When and if this happens, many women of color may not notice much difference. That’s because, for too many, access to abortion is a legal right that cannot be exercised. Black women, in particular, have been left with the false promise of “rights” that we cannot always exercise.
For 44 years, the Hyde Amendment has barred federal funding for abortion under Medicaid and numerous other federal programs. Even the Affordable Care Act includes language applying similar limitations on abortion coverage to plans for women who receive income-based health care subsidies. Forcing women who access health care coverage through the government to pay out of pocket disparately impacts Black women, who are more likely to experience pay discrimination and inequity, making us more likely to need Medicaid coverage for health care.
Nationally, 31 percent of Black women of reproductive age are enrolled in Medicaid, compared to 16 percent of white women. The Hyde Amendment’s ban on abortion care coverage under Medicaid means that Black women and girls who need abortion care are either prevented from accessing it entirely, or forced to delay care while raising money to cover costs. Either scenario is inhumane and threatens both their personal and economic well-being. Research suggests that individuals who are denied access to needed abortion care are more likely to fall into poverty or long-term economic insecurity.
Forcing anyone into prolonged pregnancy and childbirth against their will is not only an attack on a basic human right, it is also an especially callous act of violence against Black women who are already targeted by a deadly maternal health crisis. Black women in the U.S. are three to five times more likely to experience a pregnancy-related death than white women. This is true across all socioeconomic and geographic lines.
While these disparities appear most strongly linked to the systemic racism that all Black women experience, the risks are compounded for those who need publicly-funded health care. Further, while low-income people who rely on Medicaid for health care are more likely to experience gaps in contraception, which directly puts them at increased risk of unintended pregnancy, Black women and girls are disparately likely to experience contraception gaps, regardless of income level.
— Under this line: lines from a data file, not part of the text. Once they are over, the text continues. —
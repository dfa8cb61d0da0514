//! `mycelial models`: list completion-capable models.

use std::error::Error;

use crate::api::models::{fetch_models, sort_models};
use crate::api::ModelInfo;
use crate::cli::context::CliContext;

fn format_context_length(tokens: u64) -> String {
    if tokens >= 1_000_000 && tokens % 1_000_000 == 0 {
        format!("{}M", tokens / 1_000_000)
    } else if tokens >= 1_000 {
        format!("{}K", tokens / 1_000)
    } else {
        tokens.to_string()
    }
}

fn model_lines(model: &ModelInfo, default_model: &str) -> Vec<String> {
    let marker = if model.id == default_model { " (default)" } else { "" };
    let mut lines = vec![format!("  • {}{}", model.id, marker)];
    let name = model.display_name();
    if name != model.id {
        lines.push(format!("    Name: {name}"));
    }
    if let Some(tokens) = model.context_length.filter(|t| *t > 0) {
        lines.push(format!("    Context: {} tokens", format_context_length(tokens)));
    }
    lines
}

pub async fn list_models(ctx: &CliContext) -> Result<(), Box<dyn Error>> {
    let api_key = ctx.require_api_key()?;
    let base_url = ctx.settings.api_base_url();

    let client = reqwest::Client::new();
    let mut models = fetch_models(&client, base_url, &api_key).await?;
    sort_models(&mut models);

    println!("🤖 Available models at {base_url}");
    println!("━━━━━━━━━━━━━━━━━━━━━━━━━━━━━━━━━━━━━━━━━━━━━━━━━━━");
    println!();
    if models.is_empty() {
        println!("No completion-capable models found.");
        return Ok(());
    }

    let default_model = ctx.settings.default_model();
    println!("Found {} models:", models.len());
    println!();
    for model in &models {
        for line in model_lines(model, default_model) {
            println!("{line}");
        }
    }
    println!();
    println!("💡 Set a default with: mycelial set default-model <id>");
    Ok(())
}
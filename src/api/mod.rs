pub mod models;

use serde::{Deserialize, Serialize};

use crate::core::message::Role;

#[derive(Serialize, Deserialize, Clone, Debug, PartialEq)]
pub struct ChatMessage {
    pub role: Role,
    pub content: String,
}

impl ChatMessage {
    pub fn new(role: Role, content: impl Into<String>) -> Self {
        Self {
            role,
            content: content.into(),
        }
    }
}

#[derive(Serialize, Debug)]
pub struct ChatRequest {
    pub model: String,
    pub messages: Vec<ChatMessage>,
    pub temperature: f32,
    pub max_tokens: u32,
}

#[derive(Deserialize, Debug)]
pub struct ChatCompletionMessage {
    pub content: Option<String>,
}

#[derive(Deserialize, Debug)]
pub struct ChatCompletionChoice {
    pub message: ChatCompletionMessage,
    #[serde(default)]
    pub finish_reason: Option<String>,
}

#[derive(Deserialize, Debug)]
pub struct ChatCompletionResponse {
    pub choices: Vec<ChatCompletionChoice>,
}

#[derive(Deserialize, Debug, Clone, Default)]
pub struct ModelCapabilities {
    pub completion: Option<bool>,
}

#[derive(Deserialize, Debug, Clone)]
pub struct ModelInfo {
    pub id: String,
    pub name: Option<String>,
    pub description: Option<String>,
    pub context_length: Option<u64>,
    pub capabilities: Option<ModelCapabilities>,
}

impl ModelInfo {
    /// Models advertising completion support, or any context window at all,
    /// are usable for chat.
    pub fn supports_completion(&self) -> bool {
        let advertised = self
            .capabilities
            .as_ref()
            .and_then(|caps| caps.completion)
            .unwrap_or(false);
        advertised || self.context_length.unwrap_or(0) > 0
    }

    pub fn display_name(&self) -> &str {
        self.name.as_deref().unwrap_or(&self.id)
    }
}

#[derive(Deserialize, Debug)]
pub struct ModelsResponse {
    pub data: Vec<ModelInfo>,
}

#[cfg(test)]
mod tests {
    use super::*;

    #[test]
    fn chat_request_serializes_wire_shape() {
        let request = ChatRequest {
            model: "openai/gpt-4o".into(),
            messages: vec![
                ChatMessage::new(Role::System, "Base."),
                ChatMessage::new(Role::User, "Hi"),
            ],
            temperature: 0.5,
            max_tokens: 4000,
        };
        let value = serde_json::to_value(&request).expect("serialize");
        assert_eq!(
            value,
            serde_json::json!({
                "model": "openai/gpt-4o",
                "messages": [
                    {"role": "system", "content": "Base."},
                    {"role": "user", "content": "Hi"}
                ],
                "temperature": 0.5,
                "max_tokens": 4000
            })
        );
    }

    #[test]
    fn completion_response_parses_content() {
        let raw = r#"{"id":"x","choices":[{"index":0,"message":{"role":"assistant","content":"Hello"},"finish_reason":"stop"}]}"#;
        let parsed: ChatCompletionResponse = serde_json::from_str(raw).expect("parse");
        assert_eq!(parsed.choices[0].message.content.as_deref(), Some("Hello"));
        assert_eq!(parsed.choices[0].finish_reason.as_deref(), Some("stop"));
    }

    #[test]
    fn model_completion_support_heuristic() {
        let raw = r#"{"data":[
            {"id":"a","capabilities":{"completion":true}},
            {"id":"b","context_length":8192},
            {"id":"c","context_length":0},
            {"id":"d"}
        ]}"#;
        let parsed: ModelsResponse = serde_json::from_str(raw).expect("parse");
        let supported: Vec<&str> = parsed
            .data
            .iter()
            .filter(|m| m.supports_completion())
            .map(|m| m.id.as_str())
            .collect();
        assert_eq!(supported, vec!["a", "b"]);
    }
}
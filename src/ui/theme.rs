use ratatui::style::{Color, Modifier, Style};

#[derive(Debug, Clone)]
pub struct Theme {
    // Overall background color to paint the full frame
    pub background_color: Color,
    // Chat message styles
    pub user_label_style: Style,
    pub user_text_style: Style,
    pub assistant_text_style: Style,
    pub system_text_style: Style,
    pub placeholder_style: Style,

    // Chrome
    pub title_style: Style,
    pub badge_style: Style,
    pub submitting_indicator_style: Style,
    pub input_border_style: Style,
    pub input_disabled_style: Style,
    pub notice_info_style: Style,
    pub notice_error_style: Style,
    pub picker_highlight_style: Style,

    // Markdown
    pub md_heading_style: Style,
    pub md_link_style: Style,
    pub md_inline_code_style: Style,
    pub md_code_style: Style,
    pub md_codeblock_bg: Option<Color>,
    pub md_quote_style: Style,
}

impl Theme {
    pub fn dark_default() -> Self {
        Theme {
            background_color: Color::Rgb(16, 16, 20),
            user_label_style: Style::default()
                .fg(Color::Cyan)
                .add_modifier(Modifier::BOLD),
            user_text_style: Style::default().fg(Color::Cyan),
            assistant_text_style: Style::default().fg(Color::White),
            system_text_style: Style::default()
                .fg(Color::DarkGray)
                .add_modifier(Modifier::ITALIC),
            placeholder_style: Style::default().fg(Color::DarkGray),

            title_style: Style::default().fg(Color::Gray),
            badge_style: Style::default()
                .fg(Color::Black)
                .bg(Color::Rgb(155, 135, 245))
                .add_modifier(Modifier::BOLD),
            submitting_indicator_style: Style::default().fg(Color::Yellow),
            input_border_style: Style::default().fg(Color::Gray),
            input_disabled_style: Style::default().fg(Color::DarkGray),
            notice_info_style: Style::default().fg(Color::Green),
            notice_error_style: Style::default().fg(Color::LightRed),
            picker_highlight_style: Style::default().add_modifier(Modifier::REVERSED),

            md_heading_style: Style::default()
                .fg(Color::LightMagenta)
                .add_modifier(Modifier::BOLD),
            md_link_style: Style::default()
                .fg(Color::LightBlue)
                .add_modifier(Modifier::UNDERLINED),
            md_inline_code_style: Style::default().fg(Color::LightYellow),
            md_code_style: Style::default().fg(Color::Gray),
            md_codeblock_bg: Some(Color::Rgb(30, 30, 36)),
            md_quote_style: Style::default().fg(Color::Gray).add_modifier(Modifier::ITALIC),
        }
    }

    pub fn light() -> Self {
        Theme {
            background_color: Color::Rgb(250, 250, 250),
            user_label_style: Style::default()
                .fg(Color::Blue)
                .add_modifier(Modifier::BOLD),
            user_text_style: Style::default().fg(Color::Blue),
            assistant_text_style: Style::default().fg(Color::Black),
            system_text_style: Style::default()
                .fg(Color::Gray)
                .add_modifier(Modifier::ITALIC),
            placeholder_style: Style::default().fg(Color::Gray),

            title_style: Style::default().fg(Color::DarkGray),
            badge_style: Style::default()
                .fg(Color::White)
                .bg(Color::Rgb(124, 58, 237))
                .add_modifier(Modifier::BOLD),
            submitting_indicator_style: Style::default().fg(Color::Rgb(180, 83, 9)),
            input_border_style: Style::default().fg(Color::Black),
            input_disabled_style: Style::default().fg(Color::Gray),
            notice_info_style: Style::default().fg(Color::Rgb(21, 128, 61)),
            notice_error_style: Style::default().fg(Color::Red),
            picker_highlight_style: Style::default().add_modifier(Modifier::REVERSED),

            md_heading_style: Style::default()
                .fg(Color::Magenta)
                .add_modifier(Modifier::BOLD),
            md_link_style: Style::default()
                .fg(Color::Blue)
                .add_modifier(Modifier::UNDERLINED),
            md_inline_code_style: Style::default().fg(Color::Rgb(180, 83, 9)),
            md_code_style: Style::default().fg(Color::DarkGray),
            md_codeblock_bg: Some(Color::Rgb(236, 236, 240)),
            md_quote_style: Style::default()
                .fg(Color::DarkGray)
                .add_modifier(Modifier::ITALIC),
        }
    }

    pub fn from_name(name: &str) -> Self {
        match name.to_ascii_lowercase().as_str() {
            "light" => Self::light(),
            _ => Self::dark_default(),
        }
    }

    /// Code style with the code block background applied.
    pub fn code_block_style(&self) -> Style {
        match self.md_codeblock_bg {
            Some(bg) => self.md_code_style.bg(bg),
            None => self.md_code_style,
        }
    }
}

/// Parse `#rgb` or `#rrggbb` into a terminal colour.
pub fn parse_hex_color(s: &str) -> Option<Color> {
    let hex = s.trim().strip_prefix('#')?;
    if !hex.is_ascii() {
        return None;
    }
    match hex.len() {
        3 => {
            let r = u8::from_str_radix(&hex[0..1].repeat(2), 16).ok()?;
            let g = u8::from_str_radix(&hex[1..2].repeat(2), 16).ok()?;
            let b = u8::from_str_radix(&hex[2..3].repeat(2), 16).ok()?;
            Some(Color::Rgb(r, g, b))
        }
        6 => {
            let r = u8::from_str_radix(&hex[0..2], 16).ok()?;
            let g = u8::from_str_radix(&hex[2..4], 16).ok()?;
            let b = u8::from_str_radix(&hex[4..6], 16).ok()?;
            Some(Color::Rgb(r, g, b))
        }
        _ => None,
    }
}

#[cfg(test)]
mod tests {
    use super::*;

    #[test]
    fn parses_short_and_long_hex() {
        assert_eq!(parse_hex_color("#9b87f5"), Some(Color::Rgb(0x9b, 0x87, 0xf5)));
        assert_eq!(parse_hex_color("#fff"), Some(Color::Rgb(255, 255, 255)));
        assert_eq!(parse_hex_color(" #D946EF "), Some(Color::Rgb(0xd9, 0x46, 0xef)));
    }

    #[test]
    fn rejects_malformed_hex() {
        assert_eq!(parse_hex_color("9b87f5"), None);
        assert_eq!(parse_hex_color("#12345"), None);
        assert_eq!(parse_hex_color("#zzzzzz"), None);
        assert_eq!(parse_hex_color("#ééé"), None);
    }

    #[test]
    fn unknown_theme_name_falls_back_to_dark() {
        let theme = Theme::from_name("solarized");
        assert_eq!(theme.background_color, Theme::dark_default().background_color);
    }
}
use std::fmt;

use crate::core::config::ConfigError;

#[derive(Debug)]
pub enum SettingError {
    UnknownKey(String),
    InvalidBoolean(String),
    InvalidNumber { key: &'static str, input: String },
    InvalidUrl(String),
    InvalidChoice {
        key: &'static str,
        input: String,
        choices: &'static [&'static str],
    },
    MissingArgs {
        hint: &'static str,
        example: &'static str,
    },
    Save(ConfigError),
}

impl SettingError {
    /// Print to stderr, with a hint line where one helps.
    pub fn print(&self) {
        match self {
            SettingError::InvalidBoolean(_) => {
                eprintln!("❌ {self}");
                eprintln!("   Use 'on' or 'off' (also accepts true/false, yes/no)");
            }
            SettingError::MissingArgs { hint, example } => {
                eprintln!("⚠️  {hint}");
                eprintln!("Example: {example}");
            }
            _ => eprintln!("❌ {self}"),
        }
    }
}

impl fmt::Display for SettingError {
    fn fmt(&self, f: &mut fmt::Formatter<'_>) -> fmt::Result {
        match self {
            SettingError::UnknownKey(key) => write!(f, "Unknown config key: {key}"),
            SettingError::InvalidBoolean(input) => write!(f, "Invalid boolean value: {input}"),
            SettingError::InvalidNumber { key, input } => {
                write!(f, "Invalid value for {key}: {input}")
            }
            SettingError::InvalidUrl(input) => {
                write!(f, "Invalid API base URL: {input} (expected http:// or https://)")
            }
            SettingError::InvalidChoice {
                key,
                input,
                choices,
            } => write!(
                f,
                "Invalid value for {key}: {input} (choose one of: {})",
                choices.join(", ")
            ),
            SettingError::MissingArgs { hint, .. } => write!(f, "{hint}"),
            SettingError::Save(err) => write!(f, "Failed to save configuration: {err}"),
        }
    }
}

impl std::error::Error for SettingError {
    fn source(&self) -> Option<&(dyn std::error::Error + 'static)> {
        match self {
            SettingError::Save(err) => Some(err),
            _ => None,
        }
    }
}

impl From<ConfigError> for SettingError {
    fn from(err: ConfigError) -> Self {
        SettingError::Save(err)
    }
}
The legal protections that Roe v. Wade offers are the floor, not the ceiling, of what’s needed to enshrine universal reproductive rights. It never will be enough to fight to preserve the rights promised under Roe without fighting just as hard to remove barriers preventing that promise from ever reaching all women. The Hyde Amendment and the systemic racism it espouses remain among the greatest of these barriers. Forty-four years of a two-tiered system of rights that relegate low-income women — many of whom are people of color — to second-class status, is 44 years too long.
Change is overdue. The Biden-Harris administration and the new Congress must deliver on their promises to protect women’s reproductive rights by protecting the rights of all women. House Speaker Nancy Pelosi (D-Calif.), Senate Majority Leader Chuck Schumer (D-N.Y.) and President Biden must abolish the Hyde Amendment and expand access to quality reproductive health care for all women — especially the Black women who helped put them in office.